EXERCISE BRIEF: The lines from the start of the listing through the line containing "let digits = text.strip_prefix(['+', '-']).unwrap_or(text);" should be printed exactly, and no other lines should be printed.

TASK DATA:
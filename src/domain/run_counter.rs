//! Run counter handling and the cyclic index used to rotate documentation mirrors.

use std::fmt;
use std::str::FromStr;

use crate::domain::AppError;

/// Environment variable carrying the CI run number.
pub const RUN_COUNTER_ENV: &str = "GITHUB_RUN_NUMBER";

/// Value used when the run counter is not supplied. Selects the canonical URL.
pub const RUN_COUNTER_SENTINEL: &str = "0";

/// Map a 1-based run identifier onto `[1, max_index]`, wrapping every `max_index` runs.
///
/// Uses Euclidean remainder, so `run = 0` maps to `max_index` and negative runs
/// keep cycling instead of going out of range.
pub fn cyclic_index(run: i64, max_index: u32) -> Result<u32, AppError> {
    if max_index == 0 {
        return Err(AppError::invalid_input("max index", "must be greater than 0"));
    }
    let index = (i128::from(run) - 1).rem_euclid(i128::from(max_index)) + 1;
    // Bounded by max_index above.
    Ok(index as u32)
}

/// Parse the textual run identifier and compute its cyclic index.
pub fn parse_cyclic_index(run: &str, max_index: u32) -> Result<u32, AppError> {
    cyclic_index(parse_run_number(run)?, max_index)
}

/// Integer literal as `int()` reads it: surrounding whitespace, an optional sign, and
/// single underscores between digits.
fn parse_run_number(raw: &str) -> Result<i64, AppError> {
    let invalid = |reason: String| {
        AppError::invalid_input("run counter", format!("'{}' is not an integer ({})", raw, reason))
    };

    let text = raw.trim();
    let digits = text.strip_prefix(['+', '-']).unwrap_or(text);
    if digits.starts_with('_') || digits.ends_with('_') || digits.contains("__") {
        return Err(invalid("misplaced digit separator".into()));
    }
    text.replace('_', "").parse::<i64>().map_err(|err| invalid(err.to_string()))
}

/// The run counter read once from the environment at process start.
#[derive(Debug, Clone, Copy, PartialEq, Eq)]
pub enum RunCounter {
    /// Counter absent or equal to the sentinel.
    Unset,
    /// A concrete run number.
    Run(i64),
}

impl RunCounter {
    /// Interpret an optional environment value, falling back to the sentinel when absent.
    pub fn from_env_value(value: Option<&str>) -> Result<Self, AppError> {
        value.unwrap_or(RUN_COUNTER_SENTINEL).parse()
    }

    pub fn is_unset(&self) -> bool {
        matches!(self, RunCounter::Unset)
    }

    /// Mirror slot for this run, or `None` when the canonical URL applies.
    pub fn mirror_index(&self, max_index: u32) -> Result<Option<u32>, AppError> {
        match self {
            RunCounter::Unset => Ok(None),
            RunCounter::Run(run) => cyclic_index(*run, max_index).map(Some),
        }
    }
}

impl FromStr for RunCounter {
    type Err = AppError;

    /// The sentinel is compared textually: `"0"` is unset, while `"00"` parses as run 0.
    fn from_str(raw: &str) -> Result<Self, Self::Err> {
        if raw == RUN_COUNTER_SENTINEL {
            return Ok(RunCounter::Unset);
        }
        parse_run_number(raw).map(RunCounter::Run)
    }
}

impl fmt::Display for RunCounter {
    fn fmt(&self, f: &mut fmt::Formatter<'_>) -> fmt::Result {
        match self {
            RunCounter::Unset => f.write_str(RUN_COUNTER_SENTINEL),
            RunCounter::Run(run) => write!(f, "{}", run),
        }
    }
}
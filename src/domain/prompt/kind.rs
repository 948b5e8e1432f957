use std::fmt;
use std::str::FromStr;

use serde::{Deserialize, Serialize};

use crate::domain::AppError;

/// The four prompt families produced for the audit workflow.
#[derive(Debug, Clone, Copy, PartialEq, Eq, Hash, Serialize, Deserialize)]
#[serde(rename_all = "lowercase")]
pub enum PromptKind {
    /// Generate targeted audit questions for one file.
    Questions,
    /// Judge whether a vulnerability report holds up.
    Validation,
    /// Investigate a single security question.
    Audit,
    /// Map an external report onto Volo.
    Scan,
}

impl PromptKind {
    pub const ALL: [PromptKind; 4] =
        [PromptKind::Questions, PromptKind::Validation, PromptKind::Audit, PromptKind::Scan];

    pub fn label(&self) -> &'static str {
        match self {
            PromptKind::Questions => "questions",
            PromptKind::Validation => "validation",
            PromptKind::Audit => "audit",
            PromptKind::Scan => "scan",
        }
    }

    /// Template file inside the embedded prompt catalog.
    pub fn template_name(&self) -> &'static str {
        match self {
            PromptKind::Questions => "questions.j2",
            PromptKind::Validation => "validation.j2",
            PromptKind::Audit => "audit.j2",
            PromptKind::Scan => "scan.j2",
        }
    }

    /// Name of the template variable holding the caller's input.
    pub fn input_var(&self) -> &'static str {
        match self {
            PromptKind::Questions => "target_file",
            PromptKind::Validation | PromptKind::Scan => "report",
            PromptKind::Audit => "security_question",
        }
    }

    /// Whether the rendered prompt lists the full scope registry.
    pub fn embeds_scope(&self) -> bool {
        matches!(self, PromptKind::Validation)
    }
}

impl fmt::Display for PromptKind {
    fn fmt(&self, f: &mut fmt::Formatter<'_>) -> fmt::Result {
        f.write_str(self.label())
    }
}

impl FromStr for PromptKind {
    type Err = AppError;

    fn from_str(s: &str) -> Result<Self, Self::Err> {
        PromptKind::ALL
            .into_iter()
            .find(|kind| kind.label().eq_ignore_ascii_case(s.trim()))
            .ok_or_else(|| {
                AppError::invalid_input(
                    "prompt kind",
                    format!("'{}': must be one of questions, validation, audit, scan", s),
                )
            })
    }
}
//! Test doubles shared by unit tests.

use std::collections::HashMap;
use std::ffi::{OsStr, OsString};

use crate::ports::ConfigSource;

/// In-memory configuration source.
#[derive(Debug, Default, Clone)]
pub struct MapConfigSource {
    values: HashMap<String, String>,
}

impl MapConfigSource {
    pub fn new() -> Self {
        Self::default()
    }

    pub fn with(mut self, key: &str, value: &str) -> Self {
        self.values.insert(key.to_string(), value.to_string());
        self
    }
}

impl ConfigSource for MapConfigSource {
    fn get(&self, key: &str) -> Option<String> {
        self.values.get(key).cloned()
    }
}

/// Sets or removes an environment variable and restores it on drop.
/// Tests using it must be `#[serial]`.
pub struct EnvVarGuard {
    key: String,
    original: Option<OsString>,
}

impl EnvVarGuard {
    pub fn set<K: Into<String>, V: AsRef<OsStr>>(key: K, value: V) -> Self {
        let key = key.into();
        let original = std::env::var_os(&key);
        unsafe { std::env::set_var(&key, value) };
        Self { key, original }
    }

    pub fn remove<K: Into<String>>(key: K) -> Self {
        let key = key.into();
        let original = std::env::var_os(&key);
        unsafe { std::env::remove_var(&key) };
        Self { key, original }
    }
}

impl Drop for EnvVarGuard {
    fn drop(&mut self) {
        if let Some(original) = self.original.as_ref() {
            unsafe { std::env::set_var(&self.key, original) };
        } else {
            unsafe { std::env::remove_var(&self.key) };
        }
    }
}
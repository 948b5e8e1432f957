//! Shared testing utilities for volo-prompts CLI tests.

use assert_cmd::Command;
use std::fs;
use std::path::{Path, PathBuf};
use tempfile::TempDir;

/// Isolated working directory for CLI invocations.
#[allow(dead_code)]
pub struct TestContext {
    root: TempDir,
}

#[allow(dead_code)]
impl TestContext {
    pub fn new() -> Self {
        let root = TempDir::new().expect("Failed to create temp directory for tests");
        Self { root }
    }

    /// Directory the CLI runs in. A `.env` placed here is picked up by default.
    pub fn work_dir(&self) -> &Path {
        self.root.path()
    }

    /// Build a command for the compiled binary with a clean audit environment.
    pub fn cli(&self) -> Command {
        let mut cmd = Command::cargo_bin("volo-prompts").expect("Failed to locate volo-prompts binary");
        cmd.current_dir(self.work_dir())
            .env_remove("GITHUB_RUN_NUMBER")
            .env_remove("VOLO_PROMPTS_LOG");
        cmd
    }

    /// Write `content` to `name` inside the work directory and return its path.
    pub fn write_file(&self, name: &str, content: &str) -> PathBuf {
        let path = self.work_dir().join(name);
        fs::write(&path, content).expect("Failed to write test file");
        path
    }

    pub fn read_file(&self, name: &str) -> String {
        fs::read_to_string(self.work_dir().join(name)).expect("Failed to read test file")
    }

    /// Run the CLI with `args` and return stdout, asserting success.
    pub fn stdout_of(&self, args: &[&str]) -> String {
        let output = self.cli().args(args).assert().success().get_output().stdout.clone();
        String::from_utf8(output).expect("stdout should be UTF-8")
    }
}
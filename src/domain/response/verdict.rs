//! Classify LLM replies to validation, audit and scan prompts.
//!
//! The prompts ask for exactly one of two shapes: a multi-section audit report, or
//! the literal rejection token. Replies are checked against both; nothing here
//! decides whether a finding is actually valid.

use serde::Serialize;

/// Prefix every rejection starts with.
pub const NO_VULNERABILITY_TOKEN: &str = "#NoVulnerability";

/// The exact rejection line the prompts request.
pub const NO_VULNERABILITY_REPLY: &str = "#NoVulnerability found for this question.";

/// Section headings a complete report carries, in order.
pub const REPORT_SECTIONS: [&str; 7] = [
    "Title",
    "Summary",
    "Finding Description",
    "Impact Explanation",
    "Likelihood Explanation",
    "Recommendation",
    "Proof of Concept",
];

#[derive(Debug, Clone, PartialEq, Eq, Serialize)]
#[serde(tag = "verdict", rename_all = "snake_case")]
pub enum Verdict {
    /// The model rejected the claim.
    NoVulnerability,
    /// The model produced a report.
    Report(AuditReport),
    /// Neither shape was found.
    Unrecognized,
}

impl Verdict {
    pub fn label(&self) -> &'static str {
        match self {
            Verdict::NoVulnerability => "no_vulnerability",
            Verdict::Report(_) => "report",
            Verdict::Unrecognized => "unrecognized",
        }
    }
}

#[derive(Debug, Clone, PartialEq, Eq, Serialize)]
pub struct AuditReport {
    /// First non-empty line of the Title section, if present.
    pub title: Option<String>,
    pub sections: Vec<ReportSection>,
    /// Required headings absent from the reply.
    pub missing_sections: Vec<String>,
}

impl AuditReport {
    pub fn is_complete(&self) -> bool {
        self.missing_sections.is_empty()
    }

    pub fn section(&self, heading: &str) -> Option<&str> {
        self.sections
            .iter()
            .find(|s| s.heading.eq_ignore_ascii_case(heading))
            .map(|s| s.body.as_str())
    }
}

#[derive(Debug, Clone, PartialEq, Eq, Serialize)]
pub struct ReportSection {
    pub heading: String,
    pub body: String,
}

/// Classify a reply.
///
/// A line opening with the rejection token wins, even when headings precede it.
/// Otherwise any recognised report heading makes the reply a report, and a token
/// buried elsewhere in free text still counts as a rejection.
pub fn parse_verdict(reply: &str) -> Verdict {
    if reply.lines().any(is_rejection_line) {
        return Verdict::NoVulnerability;
    }
    let sections = split_sections(reply);
    if !sections.is_empty() {
        return Verdict::Report(build_report(sections));
    }
    if reply.contains(NO_VULNERABILITY_TOKEN) {
        return Verdict::NoVulnerability;
    }
    Verdict::Unrecognized
}

fn is_rejection_line(line: &str) -> bool {
    line.trim().trim_matches(|c| matches!(c, '`' | '"' | '*')).starts_with(NO_VULNERABILITY_TOKEN)
}

fn build_report(sections: Vec<ReportSection>) -> AuditReport {
    let missing_sections = REPORT_SECTIONS
        .iter()
        .filter(|required| !sections.iter().any(|s| s.heading == **required))
        .map(|required| required.to_string())
        .collect();
    let title = sections
        .iter()
        .find(|s| s.heading == "Title")
        .and_then(|s| s.body.lines().map(str::trim).find(|line| !line.is_empty()))
        .map(str::to_string);
    AuditReport { title, sections, missing_sections }
}

/// Split markdown into recognised report sections. Text before the first recognised
/// heading is dropped; unrecognised headings stay in the enclosing section body.
fn split_sections(reply: &str) -> Vec<ReportSection> {
    let mut sections: Vec<ReportSection> = Vec::new();
    let mut current: Option<(String, Vec<&str>)> = None;

    for line in reply.lines() {
        if let Some(heading) = report_heading(line) {
            if let Some((heading, body)) = current.take() {
                sections.push(finish_section(heading, body));
            }
            current = Some((heading.to_string(), Vec::new()));
        } else if let Some((_, body)) = current.as_mut() {
            body.push(line);
        }
    }
    if let Some((heading, body)) = current {
        sections.push(finish_section(heading, body));
    }
    sections
}

fn finish_section(heading: String, body: Vec<&str>) -> ReportSection {
    ReportSection { heading, body: body.join("\n").trim().to_string() }
}

/// Canonical heading name when `line` is a markdown heading for a report section.
fn report_heading(line: &str) -> Option<&'static str> {
    let trimmed = line.trim();
    let hashes = trimmed.chars().take_while(|c| *c == '#').count();
    if hashes == 0 || hashes > 4 {
        return None;
    }
    let rest = &trimmed[hashes..];
    if !rest.starts_with(char::is_whitespace) {
        return None;
    }
    let text = rest.trim().trim_matches('*').trim().trim_end_matches(':').trim_matches('*').trim();
    REPORT_SECTIONS.iter().copied().find(|name| name.eq_ignore_ascii_case(text))
}
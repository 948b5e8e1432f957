use minijinja::{Environment, UndefinedBehavior};
use std::sync::OnceLock;

use crate::domain::prompt::{PromptAssemblyError, PromptContext, TemplateRenderer};

/// Template renderer using Minijinja.
///
/// Only `{{ var }}` substitution is allowed; block and comment tags are rejected so the
/// rubric text cannot grow control flow.
#[derive(Debug, Default, Clone, Copy)]
pub struct MinijinjaTemplateRenderer;

impl MinijinjaTemplateRenderer {
    pub fn new() -> Self {
        Self
    }
}

impl TemplateRenderer for MinijinjaTemplateRenderer {
    fn render(
        &self,
        template: &str,
        context: &PromptContext,
        template_name: &str,
    ) -> Result<String, PromptAssemblyError> {
        if let Some(token) = disallowed_template_token(template) {
            return Err(PromptAssemblyError::TemplateSyntaxNotAllowed {
                template: template_name.to_string(),
                token: token.to_string(),
            });
        }

        let env = ENV.get_or_init(|| {
            let mut env = Environment::new();
            env.set_undefined_behavior(UndefinedBehavior::Strict);
            env.set_keep_trailing_newline(true);
            env
        });

        env.render_str(template, &context.variables)
            .map_err(|err| template_render_error(template_name, err))
    }
}

static ENV: OnceLock<Environment<'static>> = OnceLock::new();

fn disallowed_template_token(template: &str) -> Option<&'static str> {
    if template.contains("{%") {
        return Some("{%");
    }
    if template.contains("{#") {
        return Some("{#");
    }
    None
}

fn template_render_error(template_name: &str, err: impl std::fmt::Display) -> PromptAssemblyError {
    PromptAssemblyError::TemplateRenderError {
        template: template_name.to_string(),
        reason: err.to_string(),
    }
}
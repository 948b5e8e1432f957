/// Error during prompt assembly.
#[derive(Debug, Clone, PartialEq, Eq)]
pub enum PromptAssemblyError {
    /// The prompt template is missing from the embedded catalog.
    TemplateNotFound(String),

    /// The template uses syntax the renderer refuses to evaluate.
    TemplateSyntaxNotAllowed { template: String, token: String },

    /// Failed to render a template with the provided context.
    TemplateRenderError { template: String, reason: String },
}

impl std::fmt::Display for PromptAssemblyError {
    fn fmt(&self, f: &mut std::fmt::Formatter<'_>) -> std::fmt::Result {
        match self {
            Self::TemplateNotFound(path) => write!(f, "Prompt template not found: {}", path),
            Self::TemplateSyntaxNotAllowed { template, token } => {
                write!(f, "Template {} uses disallowed syntax '{}'", template, token)
            }
            Self::TemplateRenderError { template, reason } => {
                write!(f, "Failed to render template {}: {}", template, reason)
            }
        }
    }
}

impl std::error::Error for PromptAssemblyError {}
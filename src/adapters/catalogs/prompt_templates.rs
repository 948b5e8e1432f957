//! Embedded catalog of prompt templates.
//!
//! The rubric text is compiled into the binary from `src/assets/prompts/`.

use include_dir::{Dir, include_dir};

static PROMPT_TEMPLATE_DIR: Dir = include_dir!("$CARGO_MANIFEST_DIR/src/assets/prompts");

/// Read a prompt template by file name (e.g. `"validation.j2"`).
pub fn read_prompt_template(name: &str) -> Option<String> {
    PROMPT_TEMPLATE_DIR.get_file(name).and_then(|file| file.contents_utf8()).map(|s| s.to_string())
}

#[cfg(test)]
fn template_names() -> Vec<String> {
    let mut names: Vec<String> = PROMPT_TEMPLATE_DIR
        .files()
        .map(|file| file.path().to_string_lossy().to_string())
        .collect();
    names.sort();
    names
}
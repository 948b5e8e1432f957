use tracing_subscriber::EnvFilter;

/// Environment variable overriding the log filter.
pub const LOG_ENV: &str = "VOLO_PROMPTS_LOG";

/// Install a stderr subscriber. `VOLO_PROMPTS_LOG` wins over `verbose`.
///
/// Safe to call more than once; later calls are ignored.
pub fn init_logging(verbose: bool) {
    let default_level = if verbose { "debug" } else { "warn" };
    let env_filter = EnvFilter::try_from_env(LOG_ENV)
        .or_else(|_| EnvFilter::try_new(default_level))
        .unwrap_or_else(|_| EnvFilter::new(default_level));

    let _ = tracing_subscriber::fmt()
        .with_env_filter(env_filter)
        .with_writer(std::io::stderr)
        .with_target(false)
        .try_init();
}
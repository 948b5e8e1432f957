use std::io;

use thiserror::Error;

use crate::domain::prompt::PromptAssemblyError;

/// Library-wide error type for volo-prompts operations.
#[derive(Debug, Error)]
pub enum AppError {
    /// Underlying I/O failure.
    #[error(transparent)]
    Io(#[from] io::Error),

    /// A value supplied by the environment or caller could not be interpreted.
    #[error("Invalid {what}: {details}")]
    InvalidInput { what: String, details: String },

    /// Configuration or environment issue.
    #[error("{0}")]
    Configuration(String),

    /// Settings file parsed but failed validation.
    #[error("Invalid settings: {0}")]
    InvalidConfig(String),

    /// TOML parsing error.
    #[error("TOML parse error: {0}")]
    TomlParseError(#[from] toml::de::Error),

    /// Prompt assembly failed.
    #[error("Prompt assembly failed: {0}")]
    PromptAssembly(#[from] PromptAssemblyError),

    /// JSON output could not be produced.
    #[error("Serialization failed: {0}")]
    Serialization(String),
}

impl AppError {
    pub fn invalid_input<W: Into<String>, D: Into<String>>(what: W, details: D) -> Self {
        AppError::InvalidInput { what: what.into(), details: details.into() }
    }

    pub fn config_error<S: Into<String>>(message: S) -> Self {
        AppError::Configuration(message.into())
    }

    /// Provide an `io::ErrorKind`-like view for callers that map errors to exit codes.
    pub fn kind(&self) -> io::ErrorKind {
        match self {
            AppError::Io(err) => err.kind(),
            AppError::InvalidInput { .. }
            | AppError::Configuration(_)
            | AppError::InvalidConfig(_)
            | AppError::TomlParseError(_) => io::ErrorKind::InvalidInput,
            AppError::PromptAssembly(PromptAssemblyError::TemplateNotFound(_)) => {
                io::ErrorKind::NotFound
            }
            AppError::PromptAssembly(_) | AppError::Serialization(_) => io::ErrorKind::Other,
        }
    }
}

impl From<serde_json::Error> for AppError {
    fn from(err: serde_json::Error) -> Self {
        AppError::Serialization(err.to_string())
    }
}
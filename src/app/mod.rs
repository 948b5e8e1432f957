pub mod api;
pub mod cli;
pub mod config;
mod context;
pub mod logging;

pub use context::AppContext;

EXPECTED OUTPUT:
filename src/domain/run_counter.rs
//! Run counter handling and the cyclic index used to rotate documentation mirrors.

use std::fmt;
use std::str::FromStr;

use crate::domain::AppError;

/// Environment variable carrying the CI run number.
pub const RUN_COUNTER_ENV: &str = "GITHUB_RUN_NUMBER";

/// Value used when the run counter is not supplied. Selects the canonical URL.
pub const RUN_COUNTER_SENTINEL: &str = "0";

/// Map a 1-based run identifier onto `[1, max_index]`, wrapping every `max_index` runs.
///
/// Uses Euclidean remainder, so `run = 0` maps to `max_index` and negative runs
/// keep cycling instead of going out of range.
pub fn cyclic_index(run: i64, max_index: u32) -> Result<u32, AppError> {
    if max_index == 0 {
        return Err(AppError::invalid_input("max index", "must be greater than 0"));
    }
    let index = (i128::from(run) - 1).rem_euclid(i128::from(max_index)) + 1;
    // Bounded by max_index above.
    Ok(index as u32)
}

/// Parse the textual run identifier and compute its cyclic index.
pub fn parse_cyclic_index(run: &str, max_index: u32) -> Result<u32, AppError> {
    cyclic_index(parse_run_number(run)?, max_index)
}

/// Integer literal as `int()` reads it: surrounding whitespace, an optional sign, and
/// single underscores between digits.
fn parse_run_number(raw: &str) -> Result<i64, AppError> {
    let invalid = |reason: String| {
        AppError::invalid_input("run counter", format!("'{}' is not an integer ({})", raw, reason))
    };

    let text = raw.trim();
    let digits = text.strip_prefix(['+', '-']).unwrap_or(text);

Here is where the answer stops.